WHAT THE TASK ASKS | Using the records below, filter out every line that lacks "been" and copy the rest.

(Stored data entries)
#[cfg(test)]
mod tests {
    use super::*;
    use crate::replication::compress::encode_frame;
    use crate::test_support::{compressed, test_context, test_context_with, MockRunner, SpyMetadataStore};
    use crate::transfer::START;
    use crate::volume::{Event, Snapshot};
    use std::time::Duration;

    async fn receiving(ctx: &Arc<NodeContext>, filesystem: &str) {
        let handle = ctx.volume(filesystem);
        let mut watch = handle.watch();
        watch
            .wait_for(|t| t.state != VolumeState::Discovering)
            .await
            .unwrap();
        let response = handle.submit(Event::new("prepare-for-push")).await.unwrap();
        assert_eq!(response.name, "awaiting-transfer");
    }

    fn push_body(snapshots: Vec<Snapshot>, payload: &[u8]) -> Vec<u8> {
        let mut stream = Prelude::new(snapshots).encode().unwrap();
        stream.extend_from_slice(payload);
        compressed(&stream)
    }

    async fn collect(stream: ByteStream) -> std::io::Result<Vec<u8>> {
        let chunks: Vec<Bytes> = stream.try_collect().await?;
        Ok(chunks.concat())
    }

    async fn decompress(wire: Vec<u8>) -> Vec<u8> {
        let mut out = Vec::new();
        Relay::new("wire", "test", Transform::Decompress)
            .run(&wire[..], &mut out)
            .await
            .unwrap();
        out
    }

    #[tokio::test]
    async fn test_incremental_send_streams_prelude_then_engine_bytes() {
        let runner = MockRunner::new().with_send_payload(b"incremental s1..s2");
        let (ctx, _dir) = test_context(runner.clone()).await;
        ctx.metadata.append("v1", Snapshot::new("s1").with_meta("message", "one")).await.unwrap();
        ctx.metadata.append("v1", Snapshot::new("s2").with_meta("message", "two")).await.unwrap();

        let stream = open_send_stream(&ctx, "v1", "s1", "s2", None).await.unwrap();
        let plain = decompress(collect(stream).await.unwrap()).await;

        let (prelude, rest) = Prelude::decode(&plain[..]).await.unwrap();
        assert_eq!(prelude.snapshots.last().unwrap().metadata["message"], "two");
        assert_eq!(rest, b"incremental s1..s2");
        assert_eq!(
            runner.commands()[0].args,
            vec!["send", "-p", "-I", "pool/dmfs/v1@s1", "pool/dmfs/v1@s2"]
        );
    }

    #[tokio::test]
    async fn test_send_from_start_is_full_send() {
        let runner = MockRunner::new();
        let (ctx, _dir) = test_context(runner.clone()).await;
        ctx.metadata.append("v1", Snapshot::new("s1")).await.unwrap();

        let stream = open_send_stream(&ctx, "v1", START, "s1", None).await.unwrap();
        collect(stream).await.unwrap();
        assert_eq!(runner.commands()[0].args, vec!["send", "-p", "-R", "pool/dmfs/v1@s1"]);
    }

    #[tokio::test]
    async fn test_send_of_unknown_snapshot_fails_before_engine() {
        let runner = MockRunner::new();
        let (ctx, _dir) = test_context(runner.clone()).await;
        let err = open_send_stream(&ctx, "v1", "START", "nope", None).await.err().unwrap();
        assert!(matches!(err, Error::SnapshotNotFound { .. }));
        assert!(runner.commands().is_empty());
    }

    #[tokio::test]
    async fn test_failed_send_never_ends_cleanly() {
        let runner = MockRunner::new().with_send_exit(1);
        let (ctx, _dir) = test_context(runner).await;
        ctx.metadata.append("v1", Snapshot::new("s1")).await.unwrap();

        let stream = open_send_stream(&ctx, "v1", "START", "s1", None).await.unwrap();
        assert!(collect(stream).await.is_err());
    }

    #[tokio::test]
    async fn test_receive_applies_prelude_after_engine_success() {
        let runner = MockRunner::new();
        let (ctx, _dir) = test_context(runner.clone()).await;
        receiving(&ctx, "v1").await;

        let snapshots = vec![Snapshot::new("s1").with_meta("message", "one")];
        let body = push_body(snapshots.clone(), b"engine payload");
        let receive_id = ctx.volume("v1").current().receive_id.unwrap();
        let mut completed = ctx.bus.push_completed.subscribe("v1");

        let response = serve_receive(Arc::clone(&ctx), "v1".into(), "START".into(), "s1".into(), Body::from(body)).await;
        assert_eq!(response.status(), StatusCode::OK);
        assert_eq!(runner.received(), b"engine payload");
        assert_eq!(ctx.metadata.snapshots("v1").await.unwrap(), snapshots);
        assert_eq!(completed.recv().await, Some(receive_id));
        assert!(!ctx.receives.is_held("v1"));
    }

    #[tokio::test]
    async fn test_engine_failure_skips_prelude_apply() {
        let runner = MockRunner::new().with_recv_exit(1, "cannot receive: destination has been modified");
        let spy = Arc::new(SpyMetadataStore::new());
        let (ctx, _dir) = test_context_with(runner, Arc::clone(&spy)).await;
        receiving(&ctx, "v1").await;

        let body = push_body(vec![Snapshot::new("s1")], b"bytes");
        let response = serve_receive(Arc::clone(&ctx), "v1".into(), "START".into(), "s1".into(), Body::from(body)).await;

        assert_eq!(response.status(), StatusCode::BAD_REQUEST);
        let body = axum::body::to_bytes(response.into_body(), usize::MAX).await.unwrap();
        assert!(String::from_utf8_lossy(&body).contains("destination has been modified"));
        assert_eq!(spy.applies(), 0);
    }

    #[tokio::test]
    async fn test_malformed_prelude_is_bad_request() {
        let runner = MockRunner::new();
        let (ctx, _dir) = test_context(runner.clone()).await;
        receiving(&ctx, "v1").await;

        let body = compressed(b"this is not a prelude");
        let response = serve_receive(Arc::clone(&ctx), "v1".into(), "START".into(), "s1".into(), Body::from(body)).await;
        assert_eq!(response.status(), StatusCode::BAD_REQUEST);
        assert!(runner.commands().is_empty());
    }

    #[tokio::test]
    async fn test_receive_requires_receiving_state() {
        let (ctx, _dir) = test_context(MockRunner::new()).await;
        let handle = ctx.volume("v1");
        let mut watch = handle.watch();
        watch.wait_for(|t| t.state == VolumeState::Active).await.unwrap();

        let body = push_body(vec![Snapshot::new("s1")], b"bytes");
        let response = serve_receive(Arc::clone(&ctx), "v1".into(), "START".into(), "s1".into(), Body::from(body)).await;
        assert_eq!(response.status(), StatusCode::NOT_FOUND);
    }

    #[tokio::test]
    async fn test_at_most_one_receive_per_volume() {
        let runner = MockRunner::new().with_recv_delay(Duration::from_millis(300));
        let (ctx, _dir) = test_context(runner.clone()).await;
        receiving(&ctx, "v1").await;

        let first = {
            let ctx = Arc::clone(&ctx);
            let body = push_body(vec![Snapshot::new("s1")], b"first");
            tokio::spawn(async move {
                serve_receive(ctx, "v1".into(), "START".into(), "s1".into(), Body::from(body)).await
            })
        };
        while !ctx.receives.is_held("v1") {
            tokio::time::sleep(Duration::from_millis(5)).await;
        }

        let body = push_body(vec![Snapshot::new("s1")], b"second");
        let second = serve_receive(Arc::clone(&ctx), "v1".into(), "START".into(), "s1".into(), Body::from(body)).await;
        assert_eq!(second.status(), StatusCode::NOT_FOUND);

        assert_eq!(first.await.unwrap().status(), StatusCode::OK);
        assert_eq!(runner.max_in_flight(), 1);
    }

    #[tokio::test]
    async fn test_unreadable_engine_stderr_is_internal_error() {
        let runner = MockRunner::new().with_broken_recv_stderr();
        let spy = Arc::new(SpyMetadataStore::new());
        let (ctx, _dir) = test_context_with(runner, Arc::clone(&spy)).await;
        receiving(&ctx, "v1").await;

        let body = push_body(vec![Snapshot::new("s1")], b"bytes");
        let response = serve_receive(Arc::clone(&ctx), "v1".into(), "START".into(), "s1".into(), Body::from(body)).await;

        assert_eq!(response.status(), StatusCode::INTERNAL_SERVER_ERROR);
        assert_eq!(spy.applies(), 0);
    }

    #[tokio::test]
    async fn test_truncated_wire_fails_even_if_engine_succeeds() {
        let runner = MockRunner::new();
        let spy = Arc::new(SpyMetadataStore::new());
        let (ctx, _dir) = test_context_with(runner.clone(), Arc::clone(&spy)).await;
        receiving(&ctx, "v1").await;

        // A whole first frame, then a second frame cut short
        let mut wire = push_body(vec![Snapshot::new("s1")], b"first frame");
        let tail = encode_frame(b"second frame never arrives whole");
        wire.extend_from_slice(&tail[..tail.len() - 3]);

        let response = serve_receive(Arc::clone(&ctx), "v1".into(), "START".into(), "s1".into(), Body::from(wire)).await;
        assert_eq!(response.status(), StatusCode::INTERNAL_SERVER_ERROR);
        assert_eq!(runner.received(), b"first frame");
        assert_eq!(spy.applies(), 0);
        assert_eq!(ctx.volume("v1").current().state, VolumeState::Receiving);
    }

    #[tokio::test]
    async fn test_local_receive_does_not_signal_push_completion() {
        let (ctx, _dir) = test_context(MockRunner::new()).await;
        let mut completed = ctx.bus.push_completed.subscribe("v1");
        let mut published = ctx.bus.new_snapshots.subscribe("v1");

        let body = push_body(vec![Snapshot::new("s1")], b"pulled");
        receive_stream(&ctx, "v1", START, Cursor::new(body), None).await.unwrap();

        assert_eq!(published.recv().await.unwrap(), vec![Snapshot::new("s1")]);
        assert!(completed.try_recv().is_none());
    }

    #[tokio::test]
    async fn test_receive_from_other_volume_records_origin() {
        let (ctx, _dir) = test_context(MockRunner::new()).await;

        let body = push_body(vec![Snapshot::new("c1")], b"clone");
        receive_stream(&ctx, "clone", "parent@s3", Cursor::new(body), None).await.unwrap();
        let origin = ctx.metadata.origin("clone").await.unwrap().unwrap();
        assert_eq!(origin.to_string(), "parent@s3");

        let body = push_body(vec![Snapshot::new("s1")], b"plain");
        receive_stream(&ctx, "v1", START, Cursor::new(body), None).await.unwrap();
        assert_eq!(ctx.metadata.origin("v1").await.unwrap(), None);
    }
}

EXERCISE RESPONSE |
        let runner = MockRunner::new().with_recv_exit(1, "cannot receive: destination has been modified");
        assert!(String::from_utf8_lossy(&body).contains("destination has been modified"));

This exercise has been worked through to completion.